* DATA
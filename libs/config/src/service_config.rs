//! DEX Configuration Module
//!
//! Provides configuration loading for the pool service and CLI.
//! Layering: built-in defaults → TOML file → `DEX__`-prefixed environment
//! variables (e.g. `DEX__POOL__FEE_BPS=25`).

use crate::service::{pool, service, storage};
use anyhow::{bail, Context, Result};
use config_crate::{Config, Environment, File};
use serde::{Deserialize, Serialize};
use std::path::{Path, PathBuf};
use std::time::Duration;
use tracing::{debug, info, warn};
use types::AccountId;

/// Main configuration structure
#[derive(Debug, Deserialize, Serialize, Clone, Default)]
#[serde(default)]
pub struct DexConfig {
    pub pool: PoolSettings,
    pub service: ServiceSettings,
    pub storage: StorageSettings,
    pub logging: LoggingSettings,
}

/// Pool economics
#[derive(Debug, Deserialize, Serialize, Clone)]
#[serde(default)]
pub struct PoolSettings {
    /// Trading fee in basis points (30 = 0.3%)
    pub fee_bps: u32,
    /// Address the pool holds its reserves under
    pub pool_account: String,
    /// Extra allowance the sequencer requests on top of the exact deposit amount
    pub approval_cushion_bps: u32,
}

/// Serialised-writer service settings
#[derive(Debug, Deserialize, Serialize, Clone)]
#[serde(default)]
pub struct ServiceSettings {
    pub mailbox_capacity: usize,
    pub op_timeout_ms: u64,
}

#[derive(Debug, Deserialize, Serialize, Clone)]
#[serde(default)]
pub struct StorageSettings {
    pub state_dir: PathBuf,
    pub snapshot_file: String,
    pub ledger_file: String,
}

#[derive(Debug, Deserialize, Serialize, Clone)]
#[serde(default)]
pub struct LoggingSettings {
    pub level: String,
    pub json: bool,
}

impl Default for PoolSettings {
    fn default() -> Self {
        Self {
            fee_bps: pool::DEFAULT_FEE_BPS,
            pool_account: pool::DEFAULT_POOL_ACCOUNT.to_string(),
            approval_cushion_bps: pool::DEFAULT_APPROVAL_CUSHION_BPS,
        }
    }
}

impl Default for ServiceSettings {
    fn default() -> Self {
        Self {
            mailbox_capacity: service::MAILBOX_CAPACITY,
            op_timeout_ms: service::OP_TIMEOUT_MS,
        }
    }
}

impl Default for StorageSettings {
    fn default() -> Self {
        Self {
            state_dir: PathBuf::from(storage::STATE_DIR),
            snapshot_file: storage::SNAPSHOT_FILE.to_string(),
            ledger_file: storage::LEDGER_FILE.to_string(),
        }
    }
}

impl Default for LoggingSettings {
    fn default() -> Self {
        Self {
            level: "info".to_string(),
            json: false,
        }
    }
}

impl DexConfig {
    /// Load configuration from an optional file with environment overrides
    pub fn load(path: Option<&Path>) -> Result<Self> {
        let mut builder = Config::builder();

        match path {
            Some(path) => {
                info!("Loading config: {:?}", path);
                builder = builder.add_source(File::from(path).required(true));
            }
            None => {
                let default_path = PathBuf::from("config/dex.toml");
                if default_path.exists() {
                    info!("Loading config: {:?}", default_path);
                    builder = builder.add_source(File::from(default_path));
                } else {
                    debug!("No config file found, using defaults");
                }
            }
        }

        // Override with environment variables (DEX__ prefix)
        builder = builder.add_source(
            Environment::with_prefix("DEX")
                .prefix_separator("__")
                .separator("__")
                .try_parsing(true),
        );

        let config: Self = builder
            .build()
            .context("Failed to build configuration")?
            .try_deserialize()
            .context("Failed to deserialize configuration")?;

        config.finish()
    }

    /// Load from a TOML file only, ignoring the environment
    pub fn from_file(path: &Path) -> Result<Self> {
        let config: Self = Config::builder()
            .add_source(File::from(path).required(true))
            .build()
            .context("Failed to build configuration")?
            .try_deserialize()
            .context("Failed to deserialize configuration")?;

        config.finish()
    }

    fn finish(mut self) -> Result<Self> {
        self.expand_env_vars()?;
        self.validate()?;
        Ok(self)
    }

    /// Expand environment variables in path values
    pub fn expand_env_vars(&mut self) -> Result<()> {
        let raw = self.storage.state_dir.to_string_lossy().to_string();
        let expanded = shellexpand::full(&raw).context("Failed to expand state_dir")?;
        self.storage.state_dir = PathBuf::from(expanded.as_ref());
        Ok(())
    }

    pub fn validate(&self) -> Result<()> {
        if self.pool.fee_bps >= 10_000 {
            bail!("pool.fee_bps must be below 10000, got {}", self.pool.fee_bps);
        }
        if self.pool.fee_bps > 1_000 {
            warn!("pool.fee_bps is unusually high: {}", self.pool.fee_bps);
        }
        if self.pool.approval_cushion_bps > 10_000 {
            bail!(
                "pool.approval_cushion_bps must not exceed 10000, got {}",
                self.pool.approval_cushion_bps
            );
        }
        if self.service.mailbox_capacity == 0 {
            bail!("service.mailbox_capacity must be positive");
        }
        if self.service.op_timeout_ms == 0 {
            bail!("service.op_timeout_ms must be positive");
        }
        self.pool_account()?;
        Ok(())
    }

    pub fn pool_account(&self) -> Result<AccountId> {
        AccountId::from_hex(&self.pool.pool_account)
            .with_context(|| format!("Invalid pool.pool_account '{}'", self.pool.pool_account))
    }

    pub fn op_timeout(&self) -> Duration {
        Duration::from_millis(self.service.op_timeout_ms)
    }

    pub fn snapshot_path(&self) -> PathBuf {
        self.storage.state_dir.join(&self.storage.snapshot_file)
    }

    pub fn ledger_path(&self) -> PathBuf {
        self.storage.state_dir.join(&self.storage.ledger_file)
    }
}

/// Convenience function to load configuration with defaults
pub fn load_config(path: Option<&Path>) -> Result<DexConfig> {
    DexConfig::load(path)
}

* INSTRUCTIONS FOR THE TASK
Copy every line above exactly.

* SOLUTION TO THE PROBLEM
filename libs/config/src/service_config.rs
//! DEX Configuration Module
//!
//! Provides configuration loading for the pool service and CLI.
//! Layering: built-in defaults → TOML file → `DEX__`-prefixed environment
//! variables (e.g. `DEX__POOL__FEE_BPS=25`).

use crate::service::{pool, service, storage};
use anyhow::{bail, Context, Result};
use config_crate::{Config, Environment, File};
use serde::{Deserialize, Serialize};
use std::path::{Path, PathBuf};
use std::time::Duration;
use tracing::{debug, info, warn};
use types::AccountId;

/// Main configuration structure
#[derive(Debug, Deserialize, Serialize, Clone, Default)]
#[serde(default)]
pub struct DexConfig {
    pub pool: PoolSettings,
    pub service: ServiceSettings,
    pub storage: StorageSettings,
    pub logging: LoggingSettings,
}

/// Pool economics
#[derive(Debug, Deserialize, Serialize, Clone)]
#[serde(default)]
pub struct PoolSettings {
    /// Trading fee in basis points (30 = 0.3%)
    pub fee_bps: u32,
    /// Address the pool holds its reserves under
    pub pool_account: String,
    /// Extra allowance the sequencer requests on top of the exact deposit amount
    pub approval_cushion_bps: u32,
}

/// Serialised-writer service settings
#[derive(Debug, Deserialize, Serialize, Clone)]
#[serde(default)]
pub struct ServiceSettings {
    pub mailbox_capacity: usize,
    pub op_timeout_ms: u64,
}

#[derive(Debug, Deserialize, Serialize, Clone)]
#[serde(default)]
pub struct StorageSettings {
    pub state_dir: PathBuf,
    pub snapshot_file: String,
    pub ledger_file: String,
}

#[derive(Debug, Deserialize, Serialize, Clone)]
#[serde(default)]
pub struct LoggingSettings {
    pub level: String,
    pub json: bool,
}

impl Default for PoolSettings {
    fn default() -> Self {
        Self {
            fee_bps: pool::DEFAULT_FEE_BPS,
            pool_account: pool::DEFAULT_POOL_ACCOUNT.to_string(),
            approval_cushion_bps: pool::DEFAULT_APPROVAL_CUSHION_BPS,
        }
    }
}

impl Default for ServiceSettings {
    fn default() -> Self {
        Self {
            mailbox_capacity: service::MAILBOX_CAPACITY,
            op_timeout_ms: service::OP_TIMEOUT_MS,
        }
    }
}

impl Default for StorageSettings {
    fn default() -> Self {
        Self {
            state_dir: PathBuf::from(storage::STATE_DIR),
            snapshot_file: storage::SNAPSHOT_FILE.to_string(),
            ledger_file: storage::LEDGER_FILE.to_string(),
        }
    }
}

impl Default for LoggingSettings {
    fn default() -> Self {
        Self {
            level: "info".to_string(),
            json: false,
        }
    }
}

impl DexConfig {
    /// Load configuration from an optional file with environment overrides
    pub fn load(path: Option<&Path>) -> Result<Self> {
        let mut builder = Config::builder();

        match path {
            Some(path) => {
                info!("Loading config: {:?}", path);
                builder = builder.add_source(File::from(path).required(true));
            }
            None => {
                let default_path = PathBuf::from("config/dex.toml");
                if default_path.exists() {
                    info!("Loading config: {:?}", default_path);
                    builder = builder.add_source(File::from(default_path));
                } else {
                    debug!("No config file found, using defaults");
                }
            }
        }

        // Override with environment variables (DEX__ prefix)
        builder = builder.add_source(
            Environment::with_prefix("DEX")
                .prefix_separator("__")
                .separator("__")
                .try_parsing(true),
        );

        let config: Self = builder
            .build()
            .context("Failed to build configuration")?
            .try_deserialize()
            .context("Failed to deserialize configuration")?;

        config.finish()
    }

    /// Load from a TOML file only, ignoring the environment
    pub fn from_file(path: &Path) -> Result<Self> {
        let config: Self = Config::builder()
            .add_source(File::from(path).required(true))
            .build()
            .context("Failed to build configuration")?
            .try_deserialize()
            .context("Failed to deserialize configuration")?;

        config.finish()
    }

    fn finish(mut self) -> Result<Self> {
        self.expand_env_vars()?;
        self.validate()?;
        Ok(self)
    }

    /// Expand environment variables in path values
    pub fn expand_env_vars(&mut self) -> Result<()> {
        let raw = self.storage.state_dir.to_string_lossy().to_string();
        let expanded = shellexpand::full(&raw).context("Failed to expand state_dir")?;
        self.storage.state_dir = PathBuf::from(expanded.as_ref());
        Ok(())
    }

    pub fn validate(&self) -> Result<()> {
        if self.pool.fee_bps >= 10_000 {
            bail!("pool.fee_bps must be below 10000, got {}", self.pool.fee_bps);
        }
        if self.pool.fee_bps > 1_000 {
            warn!("pool.fee_bps is unusually high: {}", self.pool.fee_bps);
        }
        if self.pool.approval_cushion_bps > 10_000 {
            bail!(
                "pool.approval_cushion_bps must not exceed 10000, got {}",
                self.pool.approval_cushion_bps
            );
        }
        if self.service.mailbox_capacity == 0 {
            bail!("service.mailbox_capacity must be positive");
        }
        if self.service.op_timeout_ms == 0 {
            bail!("service.op_timeout_ms must be positive");
        }
        self.pool_account()?;
        Ok(())
    }

    pub fn pool_account(&self) -> Result<AccountId> {
        AccountId::from_hex(&self.pool.pool_account)
            .with_context(|| format!("Invalid pool.pool_account '{}'", self.pool.pool_account))
    }

    pub fn op_timeout(&self) -> Duration {
        Duration::from_millis(self.service.op_timeout_ms)
    }

    pub fn snapshot_path(&self) -> PathBuf {
        self.storage.state_dir.join(&self.storage.snapshot_file)
    }

    pub fn ledger_path(&self) -> PathBuf {
        self.storage.state_dir.join(&self.storage.ledger_file)
    }
}

/// Convenience function to load configuration with defaults
pub fn load_config(path: Option<&Path>) -> Result<DexConfig> {
    DexConfig::load(path)
}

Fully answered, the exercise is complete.